The shattering of glass startled Sarah. She leapt from the bed and immediately reached for her knife, the mace, and the phone on the nightstand. She raced into the walk-in closet and sat on the floor. Her fingers shook, but she managed to hit ‘Talk’ on the phone. No dial tone. Tears streamed down her sun-kissed cheeks. Clothes, swaying on their hangers brushed her shoulders. Through the thin slats on the bottom half of the door, Sarah saw the grayness of the room.
“God, please, don’t let this person hurt me,” she whispered up through her clothes, hoping her message reached heaven.
Even from the closet, Sarah heard the soft whoosh of the bedroom door being opened.
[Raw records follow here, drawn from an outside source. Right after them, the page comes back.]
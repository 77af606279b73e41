use std::{sync::Arc, time::Duration};

use ayin_scraper::{
    Exchange,
    config::ScraperConfig,
    error::ScraperError,
    scraper::Scraper,
    testing::{self, MockApi, TestStore},
    trade::TradeReceiver,
    types::ExchangePair,
};
use fastnum::{dec256, udec256};
use tokio_test::{assert_err, assert_ok};

const WAIT: Duration = Duration::from_secs(5);

fn config() -> ScraperConfig {
    ScraperConfig {
        refresh_delay: 10,
        sleep_timeout: 0,
        events_limit: 10,
        trade_channel_capacity: 16,
        ..Default::default()
    }
}

fn scraper(
    api: &MockApi,
    store: &TestStore,
    config: ScraperConfig,
    scrape: bool,
) -> (Scraper<MockApi, TestStore>, TradeReceiver) {
    Scraper::new(Exchange::ayin(), config, api.clone(), store.clone(), scrape)
}

fn drain(rx: &mut TradeReceiver) -> Vec<String> {
    std::iter::from_fn(|| rx.try_recv())
        .map(|t| t.foreign_trade_id)
        .collect()
}

async fn wait_until(mut cond: impl FnMut() -> bool) {
    tokio::time::timeout(WAIT, async {
        while !cond() {
            tokio::time::sleep(Duration::from_millis(5)).await;
        }
    })
    .await
    .expect("condition not reached in time");
}

/// Trades are delivered in event order and the cursor moves one page per
/// non-empty batch.
#[tokio::test]
async fn test_update_pages_through_events() {
    let api = MockApi::new();
    for i in 0..3 {
        api.push_event("alph-usdt", testing::sell_alph(&format!("tx{i}"), 1, 2), 1_000 + i);
    }
    let store = TestStore::with_relations([testing::alph_usdt()]);
    let config = ScraperConfig {
        events_limit: 2,
        ..config()
    };
    let (scraper, mut rx) = scraper(&api, &store, config, false);

    assert_ok!(scraper.update().await);
    assert_eq!(store.page("alph-usdt"), Some(2));
    assert_eq!(drain(&mut rx), vec!["tx0", "tx1"]);

    assert_ok!(scraper.update().await);
    assert_eq!(store.page("alph-usdt"), Some(3));
    let trade = rx.try_recv().unwrap();
    assert_eq!(trade.foreign_trade_id, "tx2");
    assert_eq!(trade.time, 1_002);
    assert_eq!(trade.pair, "ALPH-USDT");
    assert_eq!(trade.price, udec256!(2));
    assert_eq!(trade.volume, dec256!(-1));
    assert_eq!(trade.source, "Ayin");

    // empty page leaves the cursor alone
    assert_ok!(scraper.update().await);
    assert_eq!(store.page("alph-usdt"), Some(3));
    assert!(rx.is_empty());
    assert_eq!(
        api.event_requests(),
        vec![
            ("alph-usdt".to_string(), 1),
            ("alph-usdt".to_string(), 2),
            ("alph-usdt".to_string(), 3),
        ]
    );
}

#[tokio::test]
async fn test_cursor_created_on_first_visit() {
    let api = MockApi::new();
    let store = TestStore::with_relations([testing::alph_usdt()]);
    let (scraper, mut rx) = scraper(&api, &store, config(), false);

    assert_eq!(store.page("alph-usdt"), None);
    assert_ok!(scraper.update().await);
    assert_eq!(store.page("alph-usdt"), Some(1));
    assert!(rx.try_recv().is_none());
}

/// An event fetch failure aborts the cycle, later contracts are not visited.
#[tokio::test]
async fn test_fetch_failure_aborts_cycle() {
    let api = MockApi::new();
    api.push_event("pair-a", testing::sell_alph("a0", 1, 2), 1);
    api.push_event("pair-c", testing::sell_alph("c0", 1, 2), 1);
    api.fail_events("pair-b");
    let store = TestStore::with_relations(["pair-a", "pair-b", "pair-c"].map(testing::relation));
    let (scraper, mut rx) = scraper(&api, &store, config(), false);

    let result = scraper.update().await;
    assert!(matches!(result, Err(ScraperError::Rpc(_))));

    assert_eq!(drain(&mut rx), vec!["a0"]);
    assert_eq!(store.page("pair-a"), Some(2));
    assert_eq!(store.page("pair-b"), Some(1));
    assert_eq!(store.page("pair-c"), None);
    let contracts: Vec<_> = api.event_requests().into_iter().map(|(c, _)| c).collect();
    assert_eq!(contracts, vec!["pair-a", "pair-b"]);
}

#[tokio::test]
async fn test_failed_transaction_lookup_skips_event() {
    let api = MockApi::new();
    api.push_event("alph-usdt", testing::sell_alph("tx0", 1, 2), 1);
    api.push_event("alph-usdt", testing::sell_alph("tx1", 1, 2), 2);
    api.fail_tx("tx0");
    let store = TestStore::with_relations([testing::alph_usdt()]);
    let (scraper, mut rx) = scraper(&api, &store, config(), false);

    assert_ok!(scraper.update().await);
    assert_eq!(drain(&mut rx), vec!["tx1"]);
    assert_eq!(store.page("alph-usdt"), Some(2));
}

#[tokio::test]
async fn test_undecodable_event_is_skipped() {
    let api = MockApi::new();
    api.push_event(
        "alph-usdt",
        ayin_scraper::types::RawSwapEvent::from_values("bad", &["_", "1000", "0", "0", "0"]),
        1,
    );
    api.push_event("alph-usdt", testing::sell_alph("good", 1, 2), 2);
    let store = TestStore::with_relations([testing::alph_usdt()]);
    let (scraper, mut rx) = scraper(&api, &store, config(), false);

    assert_ok!(scraper.update().await);
    assert_eq!(drain(&mut rx), vec!["good"]);
    assert_eq!(store.page("alph-usdt"), Some(2));
}

#[tokio::test]
async fn test_cursor_failure_skips_relation() {
    let api = MockApi::new();
    api.push_event("pair-a", testing::sell_alph("a0", 1, 2), 1);
    api.push_event("pair-b", testing::sell_alph("b0", 1, 2), 1);
    let store = TestStore::with_relations(["pair-a", "pair-b"].map(testing::relation));
    store.fail_ensure("pair-a");
    let (scraper, mut rx) = scraper(&api, &store, config(), false);

    assert_ok!(scraper.update().await);
    assert_eq!(drain(&mut rx), vec!["b0"]);
    assert_eq!(api.event_requests(), vec![("pair-b".to_string(), 1)]);
}

#[tokio::test]
async fn test_catalog_failure_aborts_cycle() {
    let api = MockApi::new();
    let store = TestStore::with_relations([testing::alph_usdt()]);
    store.fail_catalog(true);
    let (scraper, _rx) = scraper(&api, &store, config(), false);

    let result = scraper.update().await;
    assert!(matches!(result, Err(ScraperError::Store(_))));
    assert!(api.calls().is_empty());
}

/// Published trades are delivered again when the cursor could not be moved.
#[tokio::test]
async fn test_advance_failure_redelivers_batch() {
    let api = MockApi::new();
    api.push_event("alph-usdt", testing::sell_alph("tx0", 1, 2), 1);
    let store = TestStore::with_relations([testing::alph_usdt()]);
    store.fail_advance(true);
    let (scraper, mut rx) = scraper(&api, &store, config(), false);

    let result = scraper.update().await;
    assert_err!(&result);
    assert!(matches!(result, Err(ScraperError::Store(_))));
    assert_eq!(store.page("alph-usdt"), Some(1));

    store.fail_advance(false);
    assert_ok!(scraper.update().await);
    assert_eq!(store.page("alph-usdt"), Some(2));
    assert_eq!(drain(&mut rx), vec!["tx0", "tx0"]);
}

#[tokio::test]
async fn test_target_contract_filter() {
    let api = MockApi::new();
    let store = TestStore::with_relations(["pair-a", "pair-b"].map(testing::relation));

    let config_for = |target: &str| ScraperConfig {
        target_swap_contract: Some(target.to_string()),
        ..config()
    };

    let (targeted, _rx) = scraper(&api, &store, config_for("pair-b"), false);
    assert_ok!(targeted.update().await);
    assert_eq!(api.event_requests(), vec![("pair-b".to_string(), 1)]);

    // untracked target scrapes nothing
    let (untracked, _rx) = scraper(&api, &store, config_for("pair-x"), false);
    assert_ok!(untracked.update().await);
    assert_eq!(api.event_requests().len(), 1);
    assert_eq!(store.page("pair-a"), None);
}

/// With a full channel the cycle waits for the consumer and the cursor stays
/// put until the whole batch is delivered.
#[tokio::test]
async fn test_slow_consumer_holds_cursor() {
    let api = MockApi::new();
    for i in 0..3 {
        api.push_event("alph-usdt", testing::sell_alph(&format!("tx{i}"), 1, 2), i);
    }
    let store = TestStore::with_relations([testing::alph_usdt()]);
    let config = ScraperConfig {
        trade_channel_capacity: 1,
        ..config()
    };
    let (scraper, mut rx) = scraper(&api, &store, config, false);
    let scraper = Arc::new(scraper);

    let update = tokio::spawn({
        let scraper = scraper.clone();
        async move { scraper.update().await }
    });
    wait_until(|| rx.len() == 1).await;
    tokio::time::sleep(Duration::from_millis(20)).await;
    assert!(!update.is_finished());
    assert_eq!(store.page("alph-usdt"), Some(1));

    let mut received = Vec::new();
    for _ in 0..3 {
        received.push(rx.recv().await.unwrap().foreign_trade_id);
    }
    assert_ok!(update.await.unwrap());
    assert_eq!(received, vec!["tx0", "tx1", "tx2"]);
    assert_eq!(store.page("alph-usdt"), Some(2));
}

/// A blocked publish holds back every later relation of the cycle, not just
/// the cursor of the relation being published.
#[tokio::test]
async fn test_slow_consumer_stalls_later_relations() {
    let api = MockApi::new();
    for i in 0..2 {
        api.push_event("pair-a", testing::sell_alph(&format!("a{i}"), 1, 2), i);
    }
    api.push_event("pair-b", testing::sell_alph("b0", 1, 2), 10);
    let store = TestStore::with_relations(["pair-a", "pair-b"].map(testing::relation));
    let config = ScraperConfig {
        trade_channel_capacity: 1,
        ..config()
    };
    let (scraper, mut rx) = scraper(&api, &store, config, false);
    let scraper = Arc::new(scraper);

    let update = tokio::spawn({
        let scraper = scraper.clone();
        async move { scraper.update().await }
    });
    wait_until(|| rx.len() == 1).await;
    tokio::time::sleep(Duration::from_millis(20)).await;

    assert!(!update.is_finished());
    assert_eq!(store.page("pair-a"), Some(1));
    assert_eq!(store.page("pair-b"), None);
    assert!(api.event_requests().iter().all(|(c, _)| c != "pair-b"));

    let mut received = Vec::new();
    for _ in 0..3 {
        received.push(rx.recv().await.unwrap().foreign_trade_id);
    }
    assert_ok!(update.await.unwrap());
    assert_eq!(received, vec!["a0", "a1", "b0"]);
    assert_eq!(store.page("pair-a"), Some(2));
    assert_eq!(store.page("pair-b"), Some(2));
}

#[tokio::test]
async fn test_update_after_close_is_rejected() {
    let api = MockApi::new();
    api.push_event("alph-usdt", testing::sell_alph("tx0", 1, 2), 1);
    let store = TestStore::with_relations([testing::alph_usdt()]);
    let (scraper, mut rx) = scraper(&api, &store, config(), false);

    assert_ok!(scraper.close().await);
    assert!(matches!(scraper.update().await, Err(ScraperError::Closed)));

    assert!(api.calls().is_empty());
    assert_eq!(store.page("alph-usdt"), None);
    assert!(rx.try_recv().is_none());
}

#[tokio::test]
async fn test_panicked_task_reported_on_close() {
    let api = MockApi::new();
    api.panic_on_events("alph-usdt");
    let store = TestStore::with_relations([testing::alph_usdt()]);
    let (scraper, _rx) = scraper(&api, &store, config(), true);
    let handle = scraper
        .register_pair(ExchangePair::new("ALPH", "ALPH-USDT", "Ayin"))
        .unwrap();

    wait_until(|| !api.event_requests().is_empty()).await;

    let result = scraper.close().await;
    let Err(ScraperError::Terminated(err)) = result else {
        panic!("expected terminated scraper, got {result:?}");
    };
    assert!(matches!(*err, ScraperError::TaskFailed(_)));
    assert!(matches!(
        handle.error().as_deref(),
        Some(ScraperError::TaskFailed(_))
    ));
}

#[tokio::test]
async fn test_last_record_follows_published_trades() {
    let api = MockApi::new();
    api.push_event("alph-usdt", testing::sell_alph("tx0", 1, 2), 1_000);
    api.push_event("alph-usdt", testing::sell_alph("tx1", 1, 2), 3_000);
    api.push_event("alph-usdt", testing::sell_alph("tx2", 1, 2), 2_000);
    let store = TestStore::with_relations([testing::alph_usdt()]);
    let (scraper, _rx) = scraper(&api, &store, config(), false);

    let handle = scraper
        .register_pair(ExchangePair::new("ALPH", "ALPH-USDT", "Ayin"))
        .unwrap();
    assert_eq!(handle.last_record(), 0);

    assert_ok!(scraper.update().await);
    assert_eq!(handle.last_record(), 3_000);
    assert!(
        scraper
            .pair("ALPH-USDT")
            .unwrap()
            .same_registration(&handle)
    );
}

#[tokio::test]
async fn test_background_loop_delivers_trades() {
    let api = MockApi::new();
    api.push_event("alph-usdt", testing::sell_alph("tx0", 1, 2), 1);
    let store = TestStore::with_relations([testing::alph_usdt()]);
    let (scraper, mut rx) = scraper(&api, &store, config(), true);

    let trade = tokio::time::timeout(WAIT, rx.recv()).await.unwrap().unwrap();
    assert_eq!(trade.foreign_trade_id, "tx0");
    wait_until(|| store.page("alph-usdt") == Some(2)).await;

    assert_ok!(scraper.close().await);
    assert!(scraper.is_closed());
    assert!(scraper.error().is_none());

    // channel ends once the scraper is gone
    drop(scraper);
    assert!(rx.recv().await.is_none());
}

#[tokio::test]
async fn test_close_twice() {
    let api = MockApi::new();
    let store = TestStore::with_relations([testing::alph_usdt()]);
    let (scraper, _rx) = scraper(&api, &store, config(), true);
    let handle = scraper
        .register_pair(ExchangePair::new("ALPH", "ALPH-USDT", "Ayin"))
        .unwrap();

    assert_ok!(scraper.close().await);
    assert!(matches!(
        scraper.close().await,
        Err(ScraperError::AlreadyClosed)
    ));
    assert!(matches!(
        scraper.register_pair(ExchangePair::new("ALPH", "ALPH-USDT", "Ayin")),
        Err(ScraperError::Closed)
    ));
    assert!(!handle.is_closed());
    assert!(handle.error().is_none());
}

/// Closing does not wait for a consumer that never reads.
#[tokio::test]
async fn test_close_while_publish_blocked() {
    let api = MockApi::new();
    for i in 0..3 {
        api.push_event("alph-usdt", testing::sell_alph(&format!("tx{i}"), 1, 2), i);
    }
    let store = TestStore::with_relations([testing::alph_usdt()]);
    let config = ScraperConfig {
        trade_channel_capacity: 1,
        ..config()
    };
    let (scraper, rx) = scraper(&api, &store, config, true);

    wait_until(|| rx.len() == 1).await;
    assert_ok!(tokio::time::timeout(WAIT, scraper.close()).await.unwrap());
    assert_eq!(store.page("alph-usdt"), Some(1));
}

#[tokio::test]
async fn test_consecutive_failures_terminate_scraper() {
    let api = MockApi::new();
    api.fail_events("alph-usdt");
    let store = TestStore::with_relations([testing::alph_usdt()]);
    let config = ScraperConfig {
        max_consecutive_failures: Some(2),
        ..config()
    };
    let (scraper, _rx) = scraper(&api, &store, config, true);
    let handle = scraper
        .register_pair(ExchangePair::new("ALPH", "ALPH-USDT", "Ayin"))
        .unwrap();

    wait_until(|| scraper.is_closed()).await;

    assert!(matches!(
        scraper.error().as_deref(),
        Some(ScraperError::TooManyFailures { count: 2, .. })
    ));
    assert!(matches!(
        handle.error().as_deref(),
        Some(ScraperError::TooManyFailures { .. })
    ));
    assert!(matches!(
        scraper.register_pair(ExchangePair::new("USDT", "USDT-ALPH", "Ayin")),
        Err(ScraperError::Terminated(_))
    ));
    assert!(matches!(
        scraper.close().await,
        Err(ScraperError::AlreadyClosed)
    ));
    assert_eq!(api.event_requests().len(), 2);
}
She rubbed her stomach and swallowed down a lump of vomit and a scream.
Sarah breathed into the phone, wishing there was someone on the other end to help her.
Through the slats, Sarah saw the shades of darkness change in the bedroom from a dark gray to black. She knew the intruder was inches from her.
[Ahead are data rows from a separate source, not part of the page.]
//! Trade data structures and delivery channel.

use fastnum::{D256, UD256};
use tokio::sync::{mpsc, watch};

use crate::{error::ScraperError, types::Asset};

/// A normalized swap.
#[derive(Clone, derive_more::Debug, PartialEq)]
pub struct Trade {
    /// Transaction timestamp, unix milliseconds.
    pub time: i64,

    /// Pair symbol, `BASE-QUOTE`.
    pub symbol: String,

    /// Same as `symbol`.
    pub pair: String,

    /// Quote amount paid per unit of base (normalized decimal).
    #[debug("{price}")]
    pub price: UD256,

    /// Signed base amount, negative when the base asset was swapped in.
    #[debug("{volume}")]
    pub volume: D256,

    /// Hash of the transaction the swap occurred in.
    pub foreign_trade_id: String,

    /// Exchange name.
    pub source: String,

    pub base_token: Asset,

    pub quote_token: Asset,

    pub verified_pair: bool,
}

/// Creates the bounded trade channel, capacity is at least one.
pub fn trade_channel(
    capacity: usize,
    shutdown: watch::Receiver<bool>,
) -> (TradeSink, TradeReceiver) {
    let (tx, rx) = mpsc::channel(capacity.max(1));
    (
        TradeSink { inner: tx, shutdown },
        TradeReceiver { inner: rx },
    )
}

/// Producer side of the trade channel.
///
/// [`TradeSink::publish`] waits for free capacity, giving up only when
/// shutdown is requested or the receiver is gone.
#[derive(Clone, Debug)]
pub struct TradeSink {
    inner: mpsc::Sender<Trade>,
    shutdown: watch::Receiver<bool>,
}

impl TradeSink {
    pub async fn publish(&self, trade: Trade) -> Result<(), ScraperError> {
        let mut shutdown = self.shutdown.clone();
        tokio::select! {
            biased;
            sent = self.inner.send(trade) => sent.map_err(|_| ScraperError::ReceiverDropped),
            _ = shutdown_requested(&mut shutdown) => Err(ScraperError::ShuttingDown),
        }
    }
}

/// Resolves once shutdown is signalled or the signalling side is dropped.
pub(crate) async fn shutdown_requested(shutdown: &mut watch::Receiver<bool>) {
    while !*shutdown.borrow_and_update() {
        if shutdown.changed().await.is_err() {
            return;
        }
    }
}

/// Receiver for trades.
#[derive(Debug)]
pub struct TradeReceiver {
    inner: mpsc::Receiver<Trade>,
}

impl TradeReceiver {
    /// Receives the next trade, or `None` if the scraper is gone.
    pub async fn recv(&mut self) -> Option<Trade> {
        self.inner.recv().await
    }

    /// Receives a trade if one is already queued.
    pub fn try_recv(&mut self) -> Option<Trade> {
        self.inner.try_recv().ok()
    }

    /// Number of trades waiting to be received.
    pub fn len(&self) -> usize {
        self.inner.len()
    }

    pub fn is_empty(&self) -> bool {
        self.inner.is_empty()
    }
}

#[cfg(test)]
mod tests {
    use std::time::Duration;

    use tokio_test::{assert_err, assert_ok};

    use super::*;
    use crate::testing;

    #[tokio::test]
    async fn test_publish_blocks_until_capacity() {
        let (_stop, shutdown) = watch::channel(false);
        let (sink, mut rx) = trade_channel(1, shutdown);

        assert_ok!(sink.publish(testing::trade("tx1")).await);
        let blocked = tokio::time::timeout(
            Duration::from_millis(50),
            sink.publish(testing::trade("tx2")),
        )
        .await;
        assert!(blocked.is_err(), "second publish must wait for the consumer");

        assert_eq!(rx.recv().await.unwrap().foreign_trade_id, "tx1");
        assert_ok!(sink.publish(testing::trade("tx3")).await);
        assert_eq!(rx.recv().await.unwrap().foreign_trade_id, "tx3");
    }

    #[tokio::test]
    async fn test_publish_gives_up_on_shutdown() {
        let (stop, shutdown) = watch::channel(false);
        let (sink, _rx) = trade_channel(1, shutdown);
        assert_ok!(sink.publish(testing::trade("tx1")).await);

        let pending = tokio::spawn({
            let sink = sink.clone();
            async move { sink.publish(testing::trade("tx2")).await }
        });
        tokio::time::sleep(Duration::from_millis(20)).await;
        stop.send_replace(true);

        let result = pending.await.unwrap();
        assert!(matches!(result, Err(ScraperError::ShuttingDown)));
    }

    #[tokio::test]
    async fn test_publish_fails_without_receiver() {
        let (_stop, shutdown) = watch::channel(false);
        let (sink, rx) = trade_channel(4, shutdown);
        drop(rx);

        let result = sink.publish(testing::trade("tx1")).await;
        assert_err!(&result);
        assert!(matches!(result, Err(ScraperError::ReceiverDropped)));
    }
}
Her fingers itched to hold onto her rosary and pray. She needed something or some higher being to tell her that she was going to be okay because she didn’t believe it.
Amidst the silence and the fear, Sarah couldn’t help but wonder why the alarm didn’t go off.
The door opened and Sarah screamed as she stared into the barrel of a gun.
The mace, the knife, and the phone slid from her hand.
For at least a minute, they stared each other down. Sarah saw nothing but black—the intruder’s black clothing, gloves, mask, scully cap, gun.
But it was the eyes. They were big and brown and full of menace. She could have sworn she had seen them before, but no one in her life was ever this full of hate.
“Please,” she said, “you can have anything you want, just please don’t hurt me. Please, I’m expecting…”
The intruder grunted. “This ain’t even about you, bitch,” he interrupted. He then laughed, the sound so chilling, Sarah closed her eyes tight to keep from seeing one who could be so evil.
“My sweet Sarah,” the intruder said.
Sarah’s face slackened. She recognized the voice. She never opened her eyes again.